## Exercise prompt
Only lines containing the word "match" are needed; pull them out of the material.

## Materials provided
//! Puppet connection options, merged from explicit values and the environment.

use puppet_shared::constants::{DEFAULT_DISCOVERY_URL, ENDPOINT_ENV_VARS, TOKEN_ENV_VARS};
use puppet_shared::PuppetError;
use tracing::warn;

/// Options for connecting to the puppet service.
#[derive(Debug, Clone)]
pub struct PuppetOptions {
    /// Service token, used for discovery and sent with every call.
    /// Env: `WECHATY_PUPPET_SERVICE_TOKEN`, `TOKEN`, `token`
    pub token: Option<String>,

    /// Explicit `host:port` of the service; skips discovery when set.
    /// Env: `WECHATY_PUPPET_SERVICE_ENDPOINT`, `ENDPOINT`, `endpoint`
    pub endpoint: Option<String>,

    /// Discovery service queried as `{discovery_url}/{token}`.
    /// Default: `https://api.chatie.io/v0/hosties`
    pub discovery_url: String,

    /// Name used in log lines.
    pub name: String,
}

impl Default for PuppetOptions {
    fn default() -> Self {
        Self {
            token: None,
            endpoint: None,
            discovery_url: DEFAULT_DISCOVERY_URL.to_string(),
            name: "puppet-service".to_string(),
        }
    }
}

impl PuppetOptions {
    /// Options built purely from environment variables.
    pub fn from_env() -> Self {
        Self::default().with_env()
    }

    pub fn with_token(mut self, token: impl Into<String>) -> Self {
        self.token = Some(token.into());
        self
    }

    pub fn with_endpoint(mut self, endpoint: impl Into<String>) -> Self {
        self.endpoint = Some(endpoint.into());
        self
    }

    /// Fill unset fields from the process environment.
    pub fn with_env(self) -> Self {
        self.with_lookup(|key| std::env::var(key).ok())
    }

    /// Fill unset fields through `lookup`. Explicit values win; a warning is
    /// logged when both sources provide one.
    pub fn with_lookup<F>(mut self, lookup: F) -> Self
    where
        F: Fn(&str) -> Option<String>,
    {
        let env_token = first_non_empty(&TOKEN_ENV_VARS, &lookup);
        let env_endpoint = first_non_empty(&ENDPOINT_ENV_VARS, &lookup);

        self.token = merge("token", self.token.take(), env_token);
        self.endpoint = merge("endpoint", self.endpoint.take(), env_endpoint);
        self
    }

    /// Check that the service can be located. Runs before any network access.
    pub fn validate(&self) -> Result<(), PuppetError> {
        match (&self.token, &self.endpoint) {
            (None, None) => Err(PuppetError::Configuration(
                "either a token or an endpoint is required".to_string(),
            )),
            (Some(_), Some(endpoint)) => {
                warn!(endpoint = %endpoint, "Both token and endpoint are set, using endpoint");
                Ok(())
            }
            _ => Ok(()),
        }
    }
}

fn first_non_empty<F>(keys: &[&str], lookup: &F) -> Option<String>
where
    F: Fn(&str) -> Option<String>,
{
    keys.iter()
        .filter_map(|key| lookup(key))
        .find(|value| !value.trim().is_empty())
}

fn merge(field: &str, explicit: Option<String>, from_env: Option<String>) -> Option<String> {
    match (explicit, from_env) {
        (Some(explicit), Some(_)) => {
            warn!(field, "Set both in options and environment, using options");
            Some(explicit)
        }
        (explicit, from_env) => explicit.or(from_env),
    }
}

## Answer below
        match (&self.token, &self.endpoint) {
    match (explicit, from_env) {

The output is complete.